VARIATION SUR L’IDÉE DU « NOUS »
Pensée du soir (en regardant la deuxième saison de Silo – j’ai zappé la première vu que j’avais lu le premier volume et que je m’en souvenais trop bien. Je n’ai pas lus les autres volumes, donc je peux regarder la deuxième saison sans savoir où ça mène.)
ça m’est venu en anglais, mais je traduis (de mémoire) :
Dans le futur, nous penserons au monde d’avant avec nostalgie, les prairies verdoyantes ponctuées de fleurs sauvages, les lacs aux eaux turquoise, les vagues qui caressent le sable, les oiseaux traversant le ciel bleu parsemé de nuages aux formes fantastiques. Les odeurs, le vent, les enfants qui jouent dans le jardin, les animaux surpris à la lisière de la forêt, les longues promenades en montagne. Nous nous souviendrons de tout cela avec nostalgie. Le monde dont on se souviendra quand le monde du futur ne ressemblera plus au monde d’avant.
Sauf que ce récit n’est pas toute l’histoire. Car, ce que nous oublierons probablement, c’est que pour la plupart des êtres humains, le monde d’avant était en réalité un enfer, un enfer d’exploitation et d’intoxication.
Ce “nous” qui se souvient avec nostalgie, c’est le même “nous” qui s’apprête aujourd’hui à regretter le monde qui sera perdu dans le futur. Un “nous” qui postule que son expérience présente est représentative de l’expérience de tous les êtres humains. Ou qu’elle est du moins l’expérience « normale » ou « juste » (au sens de la justice) – considérant dès lors l’expérience de tous les autres comme une anomalie déplorable.
Or, si l’on s’en tient aux implacables et décevantes statistiques, l’anomalie, c’est bien plutôt ce “nous” qui déplore la dégradation de son monde tant chéri, qui craint l’effondrement de sa “civilisation” (qu’il appelle “la” civilisation), qui se sent menacé de toutes parts de submersions, de pollutions, de contaminations, d’apocalypses à venir.

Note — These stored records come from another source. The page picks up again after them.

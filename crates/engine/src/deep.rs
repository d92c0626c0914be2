//! 업로드 대상 파일 수집
//!
//! 딥 스캔의 소스 트리와 바이너리/펌웨어 스캔의 산출물을 업로드 목록으로 만듭니다.
//! 빌드 산출물과 의존성 캐시 디렉토리는 건너뛰며, 목록은 상대 경로 순으로 정렬됩니다.

use std::path::{Path, PathBuf};

use tracing::{debug, info, warn};
use walkdir::{DirEntry, WalkDir};

use depwatch_api::ApiClient;

use crate::context::ExecContext;
use crate::error::EngineError;
use crate::task::Artifact;

/// 딥 스캔에서 제외하는 디렉토리
pub const EXCLUDED_DIRS: &[&str] = &[".git", "node_modules", "build", "target"];

/// 업로드할 파일
#[derive(Debug, Clone, PartialEq, Eq)]
pub struct UploadFile {
    pub absolute: PathBuf,
    /// 대상 기준 상대 경로 (`/` 구분)
    pub relative: String,
    pub size: u64,
}

/// 업로드 대상 수집 규칙
#[derive(Debug, Clone, Copy)]
pub struct CollectRules {
    /// 이 크기를 넘는 파일은 건너뜀 (None이면 제한 없음)
    pub max_file_size: Option<u64>,
    /// [`EXCLUDED_DIRS`] 적용 여부
    pub skip_excluded_dirs: bool,
}

impl CollectRules {
    /// 딥 스캔 소스 업로드 규칙
    pub fn source(max_file_size: u64) -> Self {
        Self {
            max_file_size: Some(max_file_size),
            skip_excluded_dirs: true,
        }
    }

    /// 바이너리/펌웨어 산출물 규칙 (모든 일반 파일)
    pub fn artifacts() -> Self {
        Self {
            max_file_size: None,
            skip_excluded_dirs: false,
        }
    }
}

fn is_excluded(entry: &DirEntry) -> bool {
    entry.depth() > 0
        && entry.file_type().is_dir()
        && entry
            .file_name()
            .to_str()
            .is_some_and(|name| EXCLUDED_DIRS.contains(&name))
}

/// 대상 경로에서 업로드할 파일을 수집합니다.
///
/// 대상이 파일이면 그 파일 하나를 파일명 기준으로 반환합니다.
/// 심볼릭 링크는 따라가지 않습니다. 읽을 수 없는 항목은 경고를 남기고 건너뜁니다.
pub fn collect_upload_files(target: &Path, rules: CollectRules) -> Vec<UploadFile> {
    let mut files: Vec<UploadFile> = WalkDir::new(target)
        .follow_links(false)
        .into_iter()
        .filter_entry(|e| !(rules.skip_excluded_dirs && is_excluded(e)))
        .filter_map(|entry| match entry {
            Ok(entry) => Some(entry),
            Err(e) => {
                let path = e.path().map(|p| p.display().to_string()).unwrap_or_default();
                warn!(path = %path, error = %e, "skip unreadable entry");
                None
            }
        })
        .filter(|e| e.file_type().is_file())
        .filter_map(|e| {
            let size = e.metadata().ok()?.len();
            if rules.max_file_size.is_some_and(|max| size > max) {
                debug!(path = %e.path().display(), size, "skip oversized file");
                return None;
            }
            let relative = relative_path(target, e.path())?;
            Some(UploadFile {
                absolute: e.path().to_path_buf(),
                relative,
                size,
            })
        })
        .collect();
    files.sort_by(|a, b| a.relative.cmp(&b.relative));
    files
}

fn relative_path(root: &Path, path: &Path) -> Option<String> {
    let rel = if root.is_file() {
        Path::new(path.file_name()?)
    } else {
        path.strip_prefix(root).ok()?
    };
    let parts: Vec<String> = rel
        .components()
        .map(|c| c.as_os_str().to_string_lossy().into_owned())
        .collect();
    Some(parts.join("/"))
}

/// 파일을 하나씩 업로드하고 업로드된 산출물 목록을 반환합니다.
///
/// 파일 사이마다 취소를 확인합니다.
pub async fn upload_files<C: ApiClient>(
    ctx: &ExecContext,
    client: &C,
    task_id: &str,
    files: &[UploadFile],
) -> Result<Vec<Artifact>, EngineError> {
    let mut artifacts = Vec::with_capacity(files.len());
    for file in files {
        if ctx.is_cancelled() {
            return Err(EngineError::Cancelled);
        }
        let content = tokio::fs::read(&file.absolute)
            .await
            .map_err(|source| EngineError::Io {
                path: file.absolute.display().to_string(),
                source,
            })?;
        client.upload_file(task_id, &file.relative, content).await?;
        artifacts.push(Artifact {
            path: file.relative.clone(),
            size: file.size,
        });
    }
    info!(task_id, count = artifacts.len(), "files uploaded");
    Ok(artifacts)
}
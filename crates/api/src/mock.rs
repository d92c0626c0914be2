//! 테스트용 기록 클라이언트
//!
//! 네트워크 없이 엔진/CLI 흐름을 검증하기 위해 호출을 기록하고,
//! 필요하면 지정한 에러를 반환합니다.

use std::sync::{Arc, Mutex, MutexGuard};

use serde::Serialize;

use crate::client::ApiClient;
use crate::error::ApiError;

/// 기록된 호출
#[derive(Debug, Clone, PartialEq)]
pub enum ApiCall {
    /// 작업 시작 신호
    StartSignal { task_id: String },
    /// 결과 제출 (직렬화된 본문)
    SubmitResult {
        task_id: String,
        body: serde_json::Value,
    },
    /// 파일 업로드
    UploadFile {
        task_id: String,
        path: String,
        size: usize,
    },
}

/// 테스트용 Mock 전송 클라이언트
///
/// 복제본은 같은 호출 기록을 공유합니다.
#[derive(Debug, Clone, Default)]
pub struct MockApiClient {
    calls: Arc<Mutex<Vec<ApiCall>>>,
    start_error: Option<ApiError>,
    submit_error: Option<ApiError>,
    upload_error: Option<ApiError>,
}

impl MockApiClient {
    /// 모든 호출이 성공하는 클라이언트를 생성합니다.
    pub fn new() -> Self {
        Self::default()
    }

    /// 시작 신호 호출이 실패하도록 설정합니다.
    pub fn with_start_error(mut self, err: ApiError) -> Self {
        self.start_error = Some(err);
        self
    }

    /// 결과 제출 호출이 실패하도록 설정합니다.
    pub fn with_submit_error(mut self, err: ApiError) -> Self {
        self.submit_error = Some(err);
        self
    }

    /// 업로드 호출이 실패하도록 설정합니다.
    pub fn with_upload_error(mut self, err: ApiError) -> Self {
        self.upload_error = Some(err);
        self
    }

    /// 지금까지 기록된 호출
    pub fn calls(&self) -> Vec<ApiCall> {
        self.lock().clone()
    }

    /// 업로드된 파일 경로 목록
    pub fn uploaded_paths(&self) -> Vec<String> {
        self.lock()
            .iter()
            .filter_map(|call| match call {
                ApiCall::UploadFile { path, .. } => Some(path.clone()),
                _ => None,
            })
            .collect()
    }

    /// 마지막으로 제출된 결과 본문
    pub fn submitted_result(&self) -> Option<serde_json::Value> {
        self.lock().iter().rev().find_map(|call| match call {
            ApiCall::SubmitResult { body, .. } => Some(body.clone()),
            _ => None,
        })
    }

    fn lock(&self) -> MutexGuard<'_, Vec<ApiCall>> {
        self.calls.lock().unwrap_or_else(|poisoned| poisoned.into_inner())
    }

    fn record(&self, call: ApiCall) {
        self.lock().push(call);
    }
}

impl ApiClient for MockApiClient {
    async fn submit_start_signal(&self, task_id: &str) -> Result<(), ApiError> {
        self.record(ApiCall::StartSignal {
            task_id: task_id.to_owned(),
        });
        match &self.start_error {
            Some(err) => Err(err.clone()),
            None => Ok(()),
        }
    }

    async fn submit_result<T: Serialize + Sync>(
        &self,
        task_id: &str,
        result: &T,
    ) -> Result<(), ApiError> {
        let body = serde_json::to_value(result)
            .map_err(|e| ApiError::Request(format!("serialize result: {e}")))?;
        self.record(ApiCall::SubmitResult {
            task_id: task_id.to_owned(),
            body,
        });
        match &self.submit_error {
            Some(err) => Err(err.clone()),
            None => Ok(()),
        }
    }

    async fn upload_file(
        &self,
        task_id: &str,
        relative_path: &str,
        content: Vec<u8>,
    ) -> Result<(), ApiError> {
        self.record(ApiCall::UploadFile {
            task_id: task_id.to_owned(),
            path: relative_path.to_owned(),
            size: content.len(),
        });
        match &self.upload_error {
            Some(err) => Err(err.clone()),
            None => Ok(()),
        }
    }
}

#[cfg(test)]
mod tests {
    use super::*;

    #[tokio::test]
    async fn records_calls_in_order() {
        let client = MockApiClient::new();
        client.submit_start_signal("t-1").await.unwrap();
        client.upload_file("t-1", "lib/a.jar", vec![0; 4]).await.unwrap();
        client
            .submit_result("t-1", &serde_json::json!({"ok": true}))
            .await
            .unwrap();

        let calls = client.calls();
        assert_eq!(calls.len(), 3);
        assert_eq!(
            calls[0],
            ApiCall::StartSignal {
                task_id: "t-1".to_owned()
            }
        );
        assert_eq!(client.uploaded_paths(), vec!["lib/a.jar".to_owned()]);
        assert_eq!(
            client.submitted_result(),
            Some(serde_json::json!({"ok": true}))
        );
    }

    #[tokio::test]
    async fn configured_error_is_returned_and_call_still_recorded() {
        let client = MockApiClient::new().with_submit_error(ApiError::Timeout);
        let result = client.submit_result("t-2", &1u8).await;
        assert_eq!(result, Err(ApiError::Timeout));
        assert_eq!(client.calls().len(), 1);
    }

    #[tokio::test]
    async fn clones_share_the_call_log() {
        let client = MockApiClient::new();
        let clone = client.clone();
        clone.submit_start_signal("t-3").await.unwrap();
        assert_eq!(client.calls().len(), 1);
    }
}
//! Git 메타데이터 수집
//!
//! 소스 스캔 대상의 원격 URL, 브랜치, 커밋을 `git` 명령으로 조회합니다.
//! git이 없거나 저장소가 아니어도 스캔은 계속되며, 실패는 debug 로그로만 남습니다.

use std::path::Path;

use serde::Serialize;
use tracing::debug;

use crate::context::ExecContext;
use crate::process::Invocation;

/// 저장소 메타데이터
#[derive(Debug, Clone, Default, PartialEq, Eq, Serialize)]
pub struct GitInfo {
    #[serde(skip_serializing_if = "Option::is_none")]
    pub remote_url: Option<String>,
    #[serde(skip_serializing_if = "Option::is_none")]
    pub branch: Option<String>,
    #[serde(skip_serializing_if = "Option::is_none")]
    pub commit: Option<String>,
}

impl GitInfo {
    pub fn is_empty(&self) -> bool {
        self.remote_url.is_none() && self.branch.is_none() && self.commit.is_none()
    }
}

/// 대상 디렉토리의 git 정보를 수집합니다. 아무것도 얻지 못하면 None.
pub async fn collect_git_info(ctx: &ExecContext, dir: &Path) -> Option<GitInfo> {
    let info = GitInfo {
        remote_url: git_query(ctx, dir, &["config", "--get", "remote.origin.url"]).await,
        branch: git_query(ctx, dir, &["rev-parse", "--abbrev-ref", "HEAD"]).await,
        commit: git_query(ctx, dir, &["rev-parse", "HEAD"]).await,
    };
    if info.is_empty() { None } else { Some(info) }
}

async fn git_query(ctx: &ExecContext, dir: &Path, args: &[&str]) -> Option<String> {
    if ctx.is_cancelled() {
        return None;
    }
    let invocation = Invocation::new("git")
        .args(args.iter().copied())
        .current_dir(dir)
        .overlay(&ctx.settings().base_overlay);
    match ctx.run(&invocation).await {
        Ok(output) => {
            let value = output.stdout_lossy().trim().to_owned();
            (!value.is_empty()).then_some(value)
        }
        Err(e) => {
            debug!(error = %e, "git query failed");
            None
        }
    }
}
//! npm 탐지기
//!
//! `package-lock.json`이 있으면 도구 없이 lockfile만으로 추출합니다.

use std::path::Path;

use crate::detector::EcosystemDetector;
use crate::types::Ecosystem;
use crate::version::{ToolVersion, VersionParseError, parse_npm_version};

/// npm lockfile 이름
pub const NPM_LOCKFILE: &str = "package-lock.json";

#[derive(Debug, Clone, Copy, Default)]
pub struct NpmDetector;

impl EcosystemDetector for NpmDetector {
    fn ecosystem(&self) -> Ecosystem {
        Ecosystem::Npm
    }

    fn manifest_files(&self) -> &'static [&'static str] {
        &["package.json", NPM_LOCKFILE]
    }

    fn system_tools(&self) -> &'static [&'static str] {
        if cfg!(windows) { &["npm.cmd"] } else { &["npm"] }
    }

    fn version_args(&self) -> &'static [&'static str] {
        &["--version"]
    }

    fn parse_version(&self, output: &str) -> Result<ToolVersion, VersionParseError> {
        parse_npm_version(output)
    }

    fn requires_tool(&self, dir: &Path) -> bool {
        !dir.join(NPM_LOCKFILE).is_file()
    }
}

#[cfg(test)]
mod tests {
    use super::*;

    #[test]
    fn lockfile_removes_tool_requirement() {
        let dir = tempfile::tempdir().unwrap();
        std::fs::write(dir.path().join("package.json"), "{}").unwrap();
        assert!(NpmDetector.applies_to(dir.path()));
        assert!(NpmDetector.requires_tool(dir.path()));

        std::fs::write(dir.path().join(NPM_LOCKFILE), "{}").unwrap();
        assert!(!NpmDetector.requires_tool(dir.path()));
    }

    #[test]
    fn npm_has_no_wrapper() {
        let dir = tempfile::tempdir().unwrap();
        assert_eq!(NpmDetector.candidates(dir.path()).len(), 1);
    }
}
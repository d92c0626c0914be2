//! 설정 관리: config.toml 파싱 및 런타임 설정
//!
//! [`DepwatchConfig`]는 CLI와 엔진이 공유하는 최상위 설정 구조체입니다.
//!
//! # 설정 로딩 우선순위
//! 1. CLI 인자 (최고 우선, CLI 크레이트에서 적용)
//! 2. 환경변수 (`DEPWATCH_SERVER_BASE_URL=...` 형식, 이후 레거시 이름)
//! 3. 설정 파일 (`~/.depwatch/config.toml` 또는 `--config`)
//! 4. 기본값 (`Default` 구현)
//!
//! # 레거시 환경변수
//!
//! 기존 사용자 스크립트 호환을 위해 다음 이름도 인식합니다.
//! `DEPWATCH_*` 이름이 함께 설정되어 있으면 `DEPWATCH_*`가 우선합니다.
//!
//! | 변수 | 대상 |
//! |------|------|
//! | `API_TIMEOUT` | `server.request_timeout_secs` (양수만) |
//! | `TLS_ALLOW_INSECURE` | `server.tls_allow_insecure` (비어있지 않으면 true) |
//! | `SKIP_GRADLE_EXECUTION` | `scan.skip_gradle` (비어있지 않으면 true) |
//! | `NO_MVN` | `scan.skip_maven` (공백 제거 후 비어있지 않으면 true) |
//! | `IDEA_MAVEN_JRE` | `scan.jre_home` |
//! | `COMMAND_TIMEOUT` | `scan.process_timeout_secs` (양수만) |
//!
//! # 사용 예시
//! ```no_run
//! # async fn example() -> Result<(), depwatch_core::error::DepwatchError> {
//! use depwatch_core::config::DepwatchConfig;
//!
//! // 기본 경로(있으면) + 환경변수 오버라이드
//! let config = DepwatchConfig::load_optional(None).await?;
//!
//! // TOML 문자열에서 직접 파싱
//! let config = DepwatchConfig::parse("[server]\nbase_url = \"https://sca.example.com\"")?;
//! # Ok(())
//! # }
//! ```

use std::path::{Path, PathBuf};
use std::time::Duration;

use serde::{Deserialize, Serialize};
use tracing::{debug, warn};

use crate::error::{ConfigError, DepwatchError};
use crate::types::ConsoleLogLevel;

/// 사용자별 설정 디렉토리 이름 (홈 디렉토리 기준)
pub const CONFIG_DIR_NAME: &str = ".depwatch";

/// 기본 서버 주소
pub const DEFAULT_SERVER_URL: &str = "https://www.depwatch.dev";

/// depwatch 통합 설정
#[derive(Debug, Clone, Default, Serialize, Deserialize)]
pub struct DepwatchConfig {
    /// 일반 설정 (로그)
    #[serde(default)]
    pub general: GeneralConfig,
    /// 원격 서비스 설정
    #[serde(default)]
    pub server: ServerConfig,
    /// 스캔 엔진 설정
    #[serde(default)]
    pub scan: ScanConfig,
}

impl DepwatchConfig {
    /// TOML 파일에서 설정을 로드하고 환경변수 오버라이드를 적용합니다.
    pub async fn load(path: impl AsRef<Path>) -> Result<Self, DepwatchError> {
        let mut config = Self::from_file(path).await?;
        config.apply_env_overrides();
        config.validate()?;
        Ok(config)
    }

    /// 설정 파일이 선택 사항인 로딩 경로입니다.
    ///
    /// - `path`가 주어지면 해당 파일이 반드시 존재해야 합니다.
    /// - 없으면 기본 경로(`~/.depwatch/config.toml`)를 확인하고, 파일이 없으면 기본값을 사용합니다.
    pub async fn load_optional(path: Option<&Path>) -> Result<Self, DepwatchError> {
        if let Some(path) = path {
            return Self::load(path).await;
        }

        match Self::default_path() {
            Some(default) if tokio::fs::try_exists(&default).await.unwrap_or(false) => {
                debug!(path = %default.display(), "loading default config file");
                Self::load(default).await
            }
            _ => {
                let mut config = Self::default();
                config.apply_env_overrides();
                config.validate()?;
                Ok(config)
            }
        }
    }

    /// TOML 파일에서 설정을 로드합니다 (환경변수 오버라이드 없음).
    pub async fn from_file(path: impl AsRef<Path>) -> Result<Self, DepwatchError> {
        let path = path.as_ref();
        let content = tokio::fs::read_to_string(path).await.map_err(|e| {
            if e.kind() == std::io::ErrorKind::NotFound {
                DepwatchError::Config(ConfigError::FileNotFound {
                    path: path.display().to_string(),
                })
            } else {
                DepwatchError::Io(e)
            }
        })?;
        Self::parse(&content)
    }

    /// TOML 문자열에서 설정을 파싱합니다.
    pub fn parse(toml_str: &str) -> Result<Self, DepwatchError> {
        toml::from_str(toml_str).map_err(|e| {
            DepwatchError::Config(ConfigError::ParseFailed {
                reason: e.to_string(),
            })
        })
    }

    /// 기본 설정 파일 경로 (`~/.depwatch/config.toml`)
    pub fn default_path() -> Option<PathBuf> {
        dirs::home_dir().map(|home| home.join(CONFIG_DIR_NAME).join("config.toml"))
    }

    /// 환경변수로 설정값을 오버라이드합니다.
    ///
    /// 레거시 이름을 먼저 적용한 뒤 `DEPWATCH_{SECTION}_{FIELD}` 이름을 적용합니다.
    pub fn apply_env_overrides(&mut self) {
        // Legacy
        override_positive_u64(&mut self.server.request_timeout_secs, "API_TIMEOUT");
        override_flag(&mut self.server.tls_allow_insecure, "TLS_ALLOW_INSECURE");
        override_flag(&mut self.scan.skip_gradle, "SKIP_GRADLE_EXECUTION");
        override_flag(&mut self.scan.skip_maven, "NO_MVN");
        override_opt_string(&mut self.scan.jre_home, "IDEA_MAVEN_JRE");
        override_positive_u64(&mut self.scan.process_timeout_secs, "COMMAND_TIMEOUT");

        // General
        override_string(&mut self.general.log_level, "DEPWATCH_GENERAL_LOG_LEVEL");
        override_string(&mut self.general.log_dir, "DEPWATCH_GENERAL_LOG_DIR");

        // Server
        override_string(&mut self.server.base_url, "DEPWATCH_SERVER_BASE_URL");
        override_positive_u64(
            &mut self.server.request_timeout_secs,
            "DEPWATCH_SERVER_REQUEST_TIMEOUT_SECS",
        );
        override_bool(
            &mut self.server.tls_allow_insecure,
            "DEPWATCH_SERVER_TLS_ALLOW_INSECURE",
        );

        // Scan
        override_positive_u64(
            &mut self.scan.process_timeout_secs,
            "DEPWATCH_SCAN_PROCESS_TIMEOUT_SECS",
        );
        override_bool(&mut self.scan.skip_gradle, "DEPWATCH_SCAN_SKIP_GRADLE");
        override_bool(&mut self.scan.skip_maven, "DEPWATCH_SCAN_SKIP_MAVEN");
        override_opt_string(&mut self.scan.jre_home, "DEPWATCH_SCAN_JRE_HOME");
        override_positive_u64(
            &mut self.scan.deep_scan_max_file_size,
            "DEPWATCH_SCAN_DEEP_SCAN_MAX_FILE_SIZE",
        );
    }

    /// 설정값의 유효성을 검증합니다.
    pub fn validate(&self) -> Result<(), DepwatchError> {
        if ConsoleLogLevel::from_str_loose(&self.general.log_level).is_none() {
            return Err(ConfigError::InvalidValue {
                field: "general.log_level".to_owned(),
                reason: format!("must be one of: {}", ConsoleLogLevel::NAMES.join("|")),
            }
            .into());
        }

        let base_url = self.server.normalized_base_url();
        if base_url.is_empty() {
            return Err(ConfigError::InvalidValue {
                field: "server.base_url".to_owned(),
                reason: "must not be empty".to_owned(),
            }
            .into());
        }
        if !(base_url.starts_with("http://") || base_url.starts_with("https://")) {
            return Err(ConfigError::InvalidValue {
                field: "server.base_url".to_owned(),
                reason: format!("'{base_url}' must start with http:// or https://"),
            }
            .into());
        }

        if self.server.request_timeout_secs == 0 {
            return Err(ConfigError::InvalidValue {
                field: "server.request_timeout_secs".to_owned(),
                reason: "must be greater than 0".to_owned(),
            }
            .into());
        }

        if self.scan.process_timeout_secs == 0 {
            return Err(ConfigError::InvalidValue {
                field: "scan.process_timeout_secs".to_owned(),
                reason: "must be greater than 0".to_owned(),
            }
            .into());
        }

        if self.scan.deep_scan_max_file_size == 0 {
            return Err(ConfigError::InvalidValue {
                field: "scan.deep_scan_max_file_size".to_owned(),
                reason: "must be greater than 0".to_owned(),
            }
            .into());
        }

        Ok(())
    }
}

/// 일반 설정
#[derive(Debug, Clone, Serialize, Deserialize)]
#[serde(default)]
pub struct GeneralConfig {
    /// 콘솔 로그 레벨 (silent, error, warn, info, debug)
    pub log_level: String,
    /// 로그 파일 디렉토리 (비어있으면 `~/.depwatch/logs`)
    pub log_dir: String,
}

impl Default for GeneralConfig {
    fn default() -> Self {
        Self {
            log_level: "warn".to_owned(),
            log_dir: String::new(),
        }
    }
}

impl GeneralConfig {
    /// 실제 로그 디렉토리를 반환합니다.
    pub fn resolved_log_dir(&self) -> Option<PathBuf> {
        if !self.log_dir.trim().is_empty() {
            return Some(PathBuf::from(self.log_dir.trim()));
        }
        dirs::home_dir().map(|home| home.join(CONFIG_DIR_NAME).join("logs"))
    }
}

/// 원격 서비스 설정
#[derive(Debug, Clone, Serialize, Deserialize)]
#[serde(default)]
pub struct ServerConfig {
    /// 서비스 기본 주소
    pub base_url: String,
    /// HTTP 요청 타임아웃 (초)
    pub request_timeout_secs: u64,
    /// TLS 인증서 검증 생략 여부
    pub tls_allow_insecure: bool,
}

impl Default for ServerConfig {
    fn default() -> Self {
        Self {
            base_url: DEFAULT_SERVER_URL.to_owned(),
            request_timeout_secs: 300,
            tls_allow_insecure: false,
        }
    }
}

impl ServerConfig {
    /// 앞뒤 공백과 끝의 `/`를 제거한 기본 주소를 반환합니다.
    pub fn normalized_base_url(&self) -> String {
        self.base_url.trim().trim_end_matches('/').to_owned()
    }

    /// 요청 타임아웃
    pub fn request_timeout(&self) -> Duration {
        Duration::from_secs(self.request_timeout_secs)
    }
}

/// 스캔 엔진 설정
#[derive(Debug, Clone, Serialize, Deserialize)]
#[serde(default)]
pub struct ScanConfig {
    /// 외부 빌드 도구 1회 실행 타임아웃 (초)
    ///
    /// 최초 실행 시 의존성 다운로드를 고려해 넉넉하게 잡습니다.
    pub process_timeout_secs: u64,
    /// Gradle 실행 생략
    pub skip_gradle: bool,
    /// Maven 실행 생략
    pub skip_maven: bool,
    /// Gradle/Maven 실행 시 `JAVA_HOME`으로 사용할 JRE 경로
    pub jre_home: Option<String>,
    /// 딥 스캔 업로드 대상 파일 최대 크기 (바이트)
    pub deep_scan_max_file_size: u64,
}

impl Default for ScanConfig {
    fn default() -> Self {
        Self {
            process_timeout_secs: 1800,                // 30 minutes
            skip_gradle: false,
            skip_maven: false,
            jre_home: None,
            deep_scan_max_file_size: 32 * 1024 * 1024, // 32 MB
        }
    }
}

impl ScanConfig {
    /// 외부 도구 실행 타임아웃
    pub fn process_timeout(&self) -> Duration {
        Duration::from_secs(self.process_timeout_secs)
    }
}

// --- 환경변수 오버라이드 헬퍼 ---

fn override_string(target: &mut String, env_key: &str) {
    if let Ok(val) = std::env::var(env_key) {
        *target = val;
    }
}

fn override_opt_string(target: &mut Option<String>, env_key: &str) {
    if let Ok(val) = std::env::var(env_key)
        && !val.trim().is_empty()
    {
        *target = Some(val.trim().to_owned());
    }
}

fn override_bool(target: &mut bool, env_key: &str) {
    if let Ok(val) = std::env::var(env_key) {
        match val.parse::<bool>() {
            Ok(parsed) => *target = parsed,
            Err(_) => warn!(
                env_key,
                value = val.as_str(),
                "failed to parse bool from env var, ignoring"
            ),
        }
    }
}

/// 값이 비어있지 않으면 true로 설정합니다 (레거시 토글 의미).
fn override_flag(target: &mut bool, env_key: &str) {
    if let Ok(val) = std::env::var(env_key)
        && !val.trim().is_empty()
    {
        *target = true;
    }
}

fn override_positive_u64(target: &mut u64, env_key: &str) {
    if let Ok(val) = std::env::var(env_key) {
        match val.trim().parse::<u64>() {
            Ok(parsed) if parsed > 0 => *target = parsed,
            _ => warn!(
                env_key,
                value = val.as_str(),
                "expected a positive integer in env var, ignoring"
            ),
        }
    }
}

#[cfg(test)]
mod tests {
    use super::*;

    #[test]
    fn default_config_has_sane_values() {
        let config = DepwatchConfig::default();
        assert_eq!(config.general.log_level, "warn");
        assert_eq!(config.server.base_url, DEFAULT_SERVER_URL);
        assert_eq!(config.server.request_timeout_secs, 300);
        assert!(!config.server.tls_allow_insecure);
        assert_eq!(config.scan.process_timeout_secs, 1800);
        assert!(config.scan.jre_home.is_none());
        config.validate().expect("default config should be valid");
    }

    #[test]
    fn parse_empty_string_yields_defaults() {
        let config = DepwatchConfig::parse("").expect("empty toml should parse");
        assert_eq!(config.server.base_url, DEFAULT_SERVER_URL);
        assert!(!config.scan.skip_gradle);
    }

    #[test]
    fn parse_partial_sections() {
        let toml = r#"
[server]
base_url = "https://sca.example.com/"

[scan]
skip_maven = true
jre_home = "/opt/jdk17"
"#;
        let config = DepwatchConfig::parse(toml).expect("should parse");
        assert_eq!(config.server.normalized_base_url(), "https://sca.example.com");
        assert_eq!(config.server.request_timeout_secs, 300);
        assert!(config.scan.skip_maven);
        assert_eq!(config.scan.jre_home.as_deref(), Some("/opt/jdk17"));
    }

    #[test]
    fn parse_invalid_toml_fails() {
        let result = DepwatchConfig::parse("[server\nbase_url = 1");
        assert!(matches!(
            result,
            Err(DepwatchError::Config(ConfigError::ParseFailed { .. }))
        ));
    }

    #[test]
    fn normalized_base_url_trims_whitespace_and_slashes() {
        let server = ServerConfig {
            base_url: "  https://sca.example.com///  ".to_owned(),
            ..ServerConfig::default()
        };
        assert_eq!(server.normalized_base_url(), "https://sca.example.com");
    }

    #[test]
    fn validate_rejects_unknown_log_level() {
        let mut config = DepwatchConfig::default();
        config.general.log_level = "verbose".to_owned();
        let err = config.validate().unwrap_err();
        assert!(err.to_string().contains("general.log_level"));
    }

    #[test]
    fn validate_rejects_non_http_base_url() {
        let mut config = DepwatchConfig::default();
        config.server.base_url = "ftp://sca.example.com".to_owned();
        let err = config.validate().unwrap_err();
        assert!(err.to_string().contains("server.base_url"));
    }

    #[test]
    fn validate_rejects_empty_base_url() {
        let mut config = DepwatchConfig::default();
        config.server.base_url = " / ".to_owned();
        assert!(config.validate().is_err());
    }

    #[test]
    fn validate_rejects_zero_timeouts() {
        let mut config = DepwatchConfig::default();
        config.server.request_timeout_secs = 0;
        assert!(config.validate().is_err());

        let mut config = DepwatchConfig::default();
        config.scan.process_timeout_secs = 0;
        assert!(config.validate().is_err());
    }

    #[test]
    fn resolved_log_dir_prefers_explicit_value() {
        let general = GeneralConfig {
            log_dir: "/var/log/depwatch".to_owned(),
            ..GeneralConfig::default()
        };
        assert_eq!(
            general.resolved_log_dir(),
            Some(PathBuf::from("/var/log/depwatch"))
        );
    }

    #[test]
    fn timeouts_convert_to_durations() {
        let config = DepwatchConfig::default();
        assert_eq!(config.server.request_timeout(), Duration::from_secs(300));
        assert_eq!(config.scan.process_timeout(), Duration::from_secs(1800));
    }
}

Craindre, se sentir menacé, c’est encore disposer d’un futur où se projeter, d’un certain délai, d’un temps à vivre et à espérer – et à se défendre, un temps pour continuer par exemple d’extraire, de produire, d’exploiter, de détruire et d’épuiser. Ce “nous” qui craint pour son futur, qui craint de perdre le monde, ne s’émeut pas, et n’a jamais été bouleversé outre mesure, par la perte des mondes que tous les autres ont déjà vécus, et continuent de vivre et vivront encore, bien avant que ce “nous”, qui s’angoisse par anticipation, n’éprouve la perte de monde.
Ce “nous” menacé ne fait pas le lien, et ne l’a jamais fait sérieusement, entre sa prospérité désormais menacée, et le sang que tous les autres ont versé, et versent encore chaque jour que le Leviathan capitaliste fait, pour que cette prospérité dure dans le temps. Pour que, précisément, ce “nous” puisse se payer le luxe d’être angoissé, ce luxe d’anticiper, mais seulement anticiper, la perte de son monde tant chéri, les prairies verdoyantes ponctuées de fleurs sauvages, les lacs aux eaux turquoise, les vagues qui caressent le sable, les oiseaux traversant le ciel bleu parsemé de nuages aux formes fantastiques. Les odeurs, le vent, les enfants qui jouent, les animaux surpris à la lisière de la forêt, les longues promenades en montagne.
#Nous
NB : Concernant la critique de la perspective purement l'environnementaliste et de l’infâme brouet qu'est la collapsologie, je suis un élève de Rob Nixon et de son livre (qui devrait être considéré comme un classique mais qu'on n'a pas jugé bon de traduire en français, puisque les français savent tout, c'est bien connu, Slow Violence and the Environmentalism of the Poor, Harvard Univ. Press, 2013.